* [WHAT YOU NEED TO DO] In these entries, tally the lines where "ViewMode" occurs. Respond with only the count.

*** DATA SHOWN ***

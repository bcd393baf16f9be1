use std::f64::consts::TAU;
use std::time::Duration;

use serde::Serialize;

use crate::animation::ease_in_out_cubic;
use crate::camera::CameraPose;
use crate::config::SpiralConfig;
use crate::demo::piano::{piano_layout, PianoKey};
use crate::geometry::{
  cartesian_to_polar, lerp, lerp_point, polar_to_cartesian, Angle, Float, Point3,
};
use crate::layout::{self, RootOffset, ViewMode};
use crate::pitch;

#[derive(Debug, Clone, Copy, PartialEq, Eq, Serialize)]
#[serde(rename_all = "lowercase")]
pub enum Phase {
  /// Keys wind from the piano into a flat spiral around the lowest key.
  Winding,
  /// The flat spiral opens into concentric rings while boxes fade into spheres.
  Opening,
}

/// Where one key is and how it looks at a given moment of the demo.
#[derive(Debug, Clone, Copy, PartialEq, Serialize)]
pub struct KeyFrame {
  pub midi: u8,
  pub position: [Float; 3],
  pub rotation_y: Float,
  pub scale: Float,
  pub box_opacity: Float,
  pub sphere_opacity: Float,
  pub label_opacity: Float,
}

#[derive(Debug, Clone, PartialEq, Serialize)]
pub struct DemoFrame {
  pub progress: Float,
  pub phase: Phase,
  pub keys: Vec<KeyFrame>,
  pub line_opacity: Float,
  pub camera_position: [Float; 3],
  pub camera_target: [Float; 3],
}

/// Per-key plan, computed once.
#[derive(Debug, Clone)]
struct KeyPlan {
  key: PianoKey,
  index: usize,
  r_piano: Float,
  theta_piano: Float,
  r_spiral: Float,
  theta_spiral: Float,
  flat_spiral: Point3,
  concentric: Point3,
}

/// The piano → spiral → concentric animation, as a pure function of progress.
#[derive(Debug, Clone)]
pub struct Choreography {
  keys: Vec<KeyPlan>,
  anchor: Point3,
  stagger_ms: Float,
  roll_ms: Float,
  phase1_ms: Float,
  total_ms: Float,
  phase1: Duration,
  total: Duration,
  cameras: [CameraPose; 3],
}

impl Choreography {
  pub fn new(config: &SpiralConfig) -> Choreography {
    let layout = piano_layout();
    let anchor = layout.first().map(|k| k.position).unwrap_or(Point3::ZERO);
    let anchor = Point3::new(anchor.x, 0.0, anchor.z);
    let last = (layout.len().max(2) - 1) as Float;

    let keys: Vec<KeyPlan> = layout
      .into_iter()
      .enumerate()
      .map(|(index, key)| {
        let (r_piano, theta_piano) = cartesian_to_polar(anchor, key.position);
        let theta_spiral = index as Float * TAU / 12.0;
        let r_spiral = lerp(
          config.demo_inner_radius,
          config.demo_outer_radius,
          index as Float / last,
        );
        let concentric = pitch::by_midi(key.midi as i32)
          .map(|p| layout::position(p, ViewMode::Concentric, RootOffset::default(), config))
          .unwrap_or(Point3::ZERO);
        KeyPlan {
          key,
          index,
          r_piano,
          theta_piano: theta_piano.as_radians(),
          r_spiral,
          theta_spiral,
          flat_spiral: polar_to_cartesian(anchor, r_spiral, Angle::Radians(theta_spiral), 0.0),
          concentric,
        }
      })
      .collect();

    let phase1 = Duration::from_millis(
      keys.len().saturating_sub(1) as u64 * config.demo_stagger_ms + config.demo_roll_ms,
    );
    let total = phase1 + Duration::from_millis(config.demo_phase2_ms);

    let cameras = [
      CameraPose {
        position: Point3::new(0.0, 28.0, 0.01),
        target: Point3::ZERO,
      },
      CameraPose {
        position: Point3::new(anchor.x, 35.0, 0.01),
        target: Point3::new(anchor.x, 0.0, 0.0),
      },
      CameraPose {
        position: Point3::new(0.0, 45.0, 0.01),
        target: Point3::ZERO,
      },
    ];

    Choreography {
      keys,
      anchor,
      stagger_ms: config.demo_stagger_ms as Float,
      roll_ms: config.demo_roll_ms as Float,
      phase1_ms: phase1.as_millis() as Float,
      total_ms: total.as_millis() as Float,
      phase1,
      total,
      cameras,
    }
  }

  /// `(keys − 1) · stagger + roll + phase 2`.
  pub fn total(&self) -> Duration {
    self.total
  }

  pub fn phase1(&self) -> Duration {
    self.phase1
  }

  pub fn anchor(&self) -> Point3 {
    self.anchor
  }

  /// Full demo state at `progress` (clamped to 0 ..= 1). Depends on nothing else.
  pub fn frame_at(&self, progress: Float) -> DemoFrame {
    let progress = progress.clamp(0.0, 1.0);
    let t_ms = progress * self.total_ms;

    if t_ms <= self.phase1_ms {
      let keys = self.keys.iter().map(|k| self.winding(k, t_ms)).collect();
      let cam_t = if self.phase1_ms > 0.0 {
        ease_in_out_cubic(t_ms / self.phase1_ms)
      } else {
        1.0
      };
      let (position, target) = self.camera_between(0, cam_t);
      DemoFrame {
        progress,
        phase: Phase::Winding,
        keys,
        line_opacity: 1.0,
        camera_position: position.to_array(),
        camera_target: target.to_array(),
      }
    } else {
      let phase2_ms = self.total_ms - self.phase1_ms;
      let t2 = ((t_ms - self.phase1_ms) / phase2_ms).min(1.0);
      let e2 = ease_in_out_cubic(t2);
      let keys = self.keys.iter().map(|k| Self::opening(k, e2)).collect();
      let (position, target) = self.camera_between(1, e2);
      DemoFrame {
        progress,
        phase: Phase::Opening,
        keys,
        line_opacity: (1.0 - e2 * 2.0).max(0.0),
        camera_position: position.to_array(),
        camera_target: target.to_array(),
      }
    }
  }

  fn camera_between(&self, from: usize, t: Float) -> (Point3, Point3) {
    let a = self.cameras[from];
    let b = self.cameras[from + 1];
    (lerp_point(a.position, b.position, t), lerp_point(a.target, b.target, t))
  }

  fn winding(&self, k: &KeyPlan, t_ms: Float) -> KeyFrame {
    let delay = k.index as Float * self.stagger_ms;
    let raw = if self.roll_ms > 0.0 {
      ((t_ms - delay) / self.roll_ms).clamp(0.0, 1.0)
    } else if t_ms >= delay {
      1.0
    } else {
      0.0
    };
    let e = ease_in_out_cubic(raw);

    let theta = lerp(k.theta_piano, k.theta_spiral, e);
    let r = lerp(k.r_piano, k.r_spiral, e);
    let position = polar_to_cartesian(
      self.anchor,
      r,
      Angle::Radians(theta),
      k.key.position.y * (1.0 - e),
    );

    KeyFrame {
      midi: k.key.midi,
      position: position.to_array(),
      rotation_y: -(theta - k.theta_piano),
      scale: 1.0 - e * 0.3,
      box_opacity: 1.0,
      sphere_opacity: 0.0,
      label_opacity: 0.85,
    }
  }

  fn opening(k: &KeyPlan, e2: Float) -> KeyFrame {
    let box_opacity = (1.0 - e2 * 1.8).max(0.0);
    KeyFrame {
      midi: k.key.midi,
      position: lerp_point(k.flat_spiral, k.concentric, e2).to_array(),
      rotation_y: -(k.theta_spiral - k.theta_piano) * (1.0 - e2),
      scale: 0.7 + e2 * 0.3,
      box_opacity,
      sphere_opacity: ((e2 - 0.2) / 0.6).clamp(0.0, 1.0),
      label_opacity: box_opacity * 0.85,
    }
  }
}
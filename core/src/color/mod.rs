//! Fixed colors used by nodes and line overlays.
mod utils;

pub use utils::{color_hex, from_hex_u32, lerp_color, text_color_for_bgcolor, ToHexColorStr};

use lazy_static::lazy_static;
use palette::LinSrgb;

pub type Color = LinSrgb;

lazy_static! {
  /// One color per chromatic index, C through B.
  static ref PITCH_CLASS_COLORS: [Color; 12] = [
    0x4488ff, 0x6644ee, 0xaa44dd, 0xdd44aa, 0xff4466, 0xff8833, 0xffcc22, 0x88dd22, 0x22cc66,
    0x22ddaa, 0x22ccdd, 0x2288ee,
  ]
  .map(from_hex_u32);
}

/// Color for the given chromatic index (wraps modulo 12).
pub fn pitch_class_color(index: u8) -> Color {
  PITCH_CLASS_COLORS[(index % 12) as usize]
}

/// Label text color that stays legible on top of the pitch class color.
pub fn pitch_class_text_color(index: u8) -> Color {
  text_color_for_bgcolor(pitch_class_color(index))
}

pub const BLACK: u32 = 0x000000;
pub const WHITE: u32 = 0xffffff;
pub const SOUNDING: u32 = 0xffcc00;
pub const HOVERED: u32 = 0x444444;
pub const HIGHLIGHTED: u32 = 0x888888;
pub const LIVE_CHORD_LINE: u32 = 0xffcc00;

*** End of DATA SHOWN ***

* [ANSWER SECTION] 2